Note here that both documents could be uploaded to the same Cloudant instance; that is, the system knows that it needs to "push" to some other database and also "pull" from it. The best-practice recommendation is to have your replication documents in the instance that is the least active one. So if, for example, your London Cloudant is taking most of the application traffic, then put your replication documents in the Dallas instance. In this case, for simplicity, we have placed one document in each database.

Step 5: Watch your data replicate

The easiest way to your data replicate is in the Cloudant User interface. 

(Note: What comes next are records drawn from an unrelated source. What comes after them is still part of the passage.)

//! Synchronous round-based network of nodes.

use std::sync::Arc;

use parking_lot::RwLock;
use rand::rngs::StdRng;
use rand::SeedableRng;
use tracing::{debug, info};

use snowdag_ids::TxId;

use crate::{ConsensusError, Node, Parameters, Result, Transaction};

/// A collection of nodes sharing one seeded RNG, executed in
/// synchronous global rounds.
///
/// The RNG is consumed strictly sequentially: node order within a
/// round, arrival order within a node, sample order within a query.
/// Runs with equal configuration therefore reproduce bit for bit.
/// Each node's mutable state is owned exclusively behind its own lock;
/// nodes interact only by exchanging transaction copies and votes.
#[derive(Debug)]
pub struct Network {
    nodes: Vec<Arc<RwLock<Node>>>,
    rng: StdRng,
    genesis_id: TxId,
    round: u64,
}

impl Network {
    /// Creates `n` nodes, each seeded with its own copy of a shared
    /// genesis vertex.
    ///
    /// # Errors
    ///
    /// `InvalidParameters` if `params` fails validation.
    pub fn new(n: usize, params: Parameters, seed: u64) -> Result<Self> {
        params
            .validate()
            .map_err(ConsensusError::InvalidParameters)?;
        let mut rng = StdRng::seed_from_u64(seed);
        let genesis = Transaction::genesis(TxId::random(&mut rng));
        let nodes = (0..n)
            .map(|i| Arc::new(RwLock::new(Node::new(i, params, genesis.clone()))))
            .collect();
        info!(nodes = n, genesis = %genesis.id, seed, "network initialized");
        Ok(Self {
            nodes,
            rng,
            genesis_id: genesis.id,
            round: 0,
        })
    }

    /// Number of nodes.
    pub fn len(&self) -> usize {
        self.nodes.len()
    }

    /// True if the network has no nodes.
    pub fn is_empty(&self) -> bool {
        self.nodes.is_empty()
    }

    /// Id of the shared genesis vertex.
    pub fn genesis_id(&self) -> TxId {
        self.genesis_id
    }

    /// Rounds executed so far.
    pub fn rounds(&self) -> u64 {
        self.round
    }

    /// Handle to a node, if the index is in range.
    pub fn node(&self, index: usize) -> Option<Arc<RwLock<Node>>> {
        self.nodes.get(index).cloned()
    }

    /// All node handles, in index order.
    pub fn nodes(&self) -> &[Arc<RwLock<Node>>] {
        &self.nodes
    }

    /// Generates a transaction spending `data` at node `author`.
    pub fn generate(&mut self, author: usize, data: i64) -> Result<Transaction> {
        let node = self
            .nodes
            .get(author)
            .cloned()
            .ok_or(ConsensusError::UnknownNode(author))?;
        let tx = node.write().on_generate_tx(data, &mut self.rng)?;
        Ok(tx)
    }

    /// Runs one synchronous round: every node's voting loop, in node
    /// order. Returns the number of query rounds issued across the
    /// network; zero means nothing was left to vote on.
    pub fn run(&mut self) -> Result<usize> {
        self.round += 1;
        let mut issued = 0;
        for i in 0..self.nodes.len() {
            let node = self.nodes[i].clone();
            let mut guard = node.write();
            issued += guard.avalanche_loop(&self.nodes, i, &mut self.rng)?;
        }
        debug!(round = self.round, issued, "round complete");
        Ok(issued)
    }

    /// Runs rounds until a full round issues no queries.
    ///
    /// Terminates because each node votes on each transaction at most
    /// once and the transaction population is finite. Returns the
    /// total round count.
    pub fn run_to_quiescence(&mut self) -> Result<u64> {
        while self.run()? > 0 {}
        Ok(self.round)
    }
}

From your resources list, click on the Launch Dashboard link of your cloudantDallas and cloudantLondon instances (open them in separate tabs so you can move between them):

From your resources list, click on the Launch Dashboard link of your cloudantDallas and cloudantLondon instances (open them in separate tabs so you can move between them):

From one of them (it doesn't matter which), click on the users database and then on the Create Document button. In the editor, add a few fields and save the document. For example:

{
  "_id": "abc1234",
  "name": "Taylor",
  "surname":"Swift"
 }

Now go to the other Cloudant instance, click into the users database, and you should see the above document in there already. It's that quick.

Summary

In this tutorial we have demonstrated how easy it is to set up two-way replication between IBM Cloudant instances in two regions of the world. We have also implemented a basic monitoring script that ensures replication is working.

If high availability, whole-region disaster recovery and customer satisfaction are important factors in your application design, then you should be considering IBM Cloudant as your database.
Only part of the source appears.